As banks notch record profits, executives are finding ways to “juice” their salaries. There’s a 20 to 30 percent “private jet inflation” caused by booming demand from rich people who saw their wealth soar during the pandemic. Rich people have so much spare cash laying around they are buying digital art for tens of millions of dollars, creating new speculative bubbles. Corporations are seeing their largest profits since 1950 (and still jacking up prices of essentials). Over the last forty years, the top 1 percent have seen income gains far outpacing inflation, while workers’ wages have flatlined.

Inflation is punching far above its weight in the minds of Americans immersed in louder and louder media alarms about rising prices — often stripped of any context or policy prescriptions that might complicate the narrative, embarrass the rich, or spotlight the predatory business practices of wildly profitable corporations.

Have you noticed that all the media fearmongering about wage inflation hasn’t mentioned the soaring salaries of corporate executives?

Have you noticed how most of the headlines about price increases haven’t mentioned medicine, health insurance, and housing prices that have been skyrocketing for years?

Have you noticed that stories about expensive essential goods don’t mention the record profits of the companies selling them?

That’s not an accident. The discourse is being rigged and manipulated by media and political voices so that the conversation serves the business interests and donors benefiting from the status quo.
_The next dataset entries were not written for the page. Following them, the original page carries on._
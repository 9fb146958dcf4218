//! Per-address issuance history.

use std::collections::HashMap;

use poap_types::{Address, CredentialId};

/// Append-only `address → [credential id]` index, in issuance order.
#[derive(Clone, Debug, Default)]
pub struct OwnerIndex {
    tokens: HashMap<Address, Vec<CredentialId>>,
}

impl OwnerIndex {
    pub fn new() -> Self {
        Self::default()
    }

    pub fn tokens_of(&self, owner: &Address) -> &[CredentialId] {
        self.tokens.get(owner).map(Vec::as_slice).unwrap_or(&[])
    }

    pub(crate) fn append(&mut self, owner: Address, id: CredentialId) {
        self.tokens.entry(owner).or_default().push(id);
    }
}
Make no mistake, higher prices are annoying, and for 70 percent of households with an annual income below $40,000, they are causing financial hardship. For some people, the rate of inflation has outpaced wage increases. But the bottom 60 percent of earners have more money in their pockets than they did pre-pandemic, even after accounting for inflation, when wage increases and government programs like COVID relief checks and the Child Tax Credit are included. That spending successfully cut poverty nearly in half.
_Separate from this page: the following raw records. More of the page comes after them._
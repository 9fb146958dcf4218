//! Token ledger trait.

use poap_types::{Address, CredentialId};
use serde::{Deserialize, Serialize};

use crate::StoreError;

/// One ownership binding handed to the token ledger.
#[derive(Clone, Copy, Debug, PartialEq, Eq, Serialize, Deserialize)]
pub struct TokenBinding {
    pub id: CredentialId,
    pub owner: Address,
}

/// Minimal mint/owner-query interface of the non-fungible token ledger.
///
/// Transfer, approval and balance bookkeeping beyond [`TokenLedger::balance_of`]
/// belong to the backend and are not part of this interface.
pub trait TokenLedger: Send {
    /// Bind every id to its owner as one unit.
    ///
    /// Either all bindings are applied or, on error, none are. Fails if any
    /// id is already bound, is the reserved id 0, or repeats within `bindings`.
    fn bind_all(&mut self, bindings: &[TokenBinding]) -> Result<(), StoreError>;

    /// Current owner of `id`, or `None` if it was never bound.
    fn owner_of(&self, id: CredentialId) -> Option<Address>;

    /// Number of tokens currently owned by `owner`.
    fn balance_of(&self, owner: &Address) -> u64;

    /// Total number of bound tokens.
    fn total_bound(&self) -> u64;

    /// Bind a single id.
    fn bind(&mut self, id: CredentialId, owner: Address) -> Result<(), StoreError> {
        self.bind_all(&[TokenBinding { id, owner }])
    }

    fn is_bound(&self, id: CredentialId) -> bool {
        self.owner_of(id).is_some()
    }
}
//! Nullable clock: deterministic time for testing.

use poap_types::{Clock, Timestamp};
use std::sync::atomic::{AtomicU64, Ordering};

/// A deterministic clock for testing.
///
/// Time only advances when you tell it to. Shared through an `Arc` so a test
/// can move time while the ledger holds the same clock.
pub struct NullClock {
    current: AtomicU64,
}

impl NullClock {
    pub fn new(initial_secs: u64) -> Self {
        Self {
            current: AtomicU64::new(initial_secs),
        }
    }

    /// Advance time by a number of seconds.
    pub fn advance(&self, secs: u64) {
        self.current.fetch_add(secs, Ordering::SeqCst);
    }

    /// Set the time to a specific value.
    pub fn set(&self, secs: u64) {
        self.current.store(secs, Ordering::SeqCst);
    }
}

impl Clock for NullClock {
    fn now(&self) -> Timestamp {
        Timestamp::new(self.current.load(Ordering::SeqCst))
    }
}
Why is inflation overshadowing these positive indicators? In part, it’s because — as social scientists have long observed — people tend to have a negative gut reaction to increased prices, since they don’t intuitively connect inflation to increasing wages or aforementioned government benefits that may contribute to inflation.

That lack of context is exacerbated by corporate media.

Like the pundit freakout over worker shortages last summer, the conversation about inflation is being driven by corporate lobbying groups like the US Chamber of Commerce, whose self-serving talking points are echoed across the mediascape — and amplified by ever-more cartoonish sensationalism.

Instead of reporting context, corporate media is busy finding families that drink forty-eight gallons of milk a month to talk about milk inflation (which, by the way, was higher a decade ago) or people who drive older Cadillac Escalades to talk about gas prices (which were also higher a decade ago). Corporate media outlets are also falsely predicting food and labor shortages, writing stories based on the inflation concerns of anonymous CEOs, and falsely claiming that inflation is being caused by wage increases for rank-and-file workers.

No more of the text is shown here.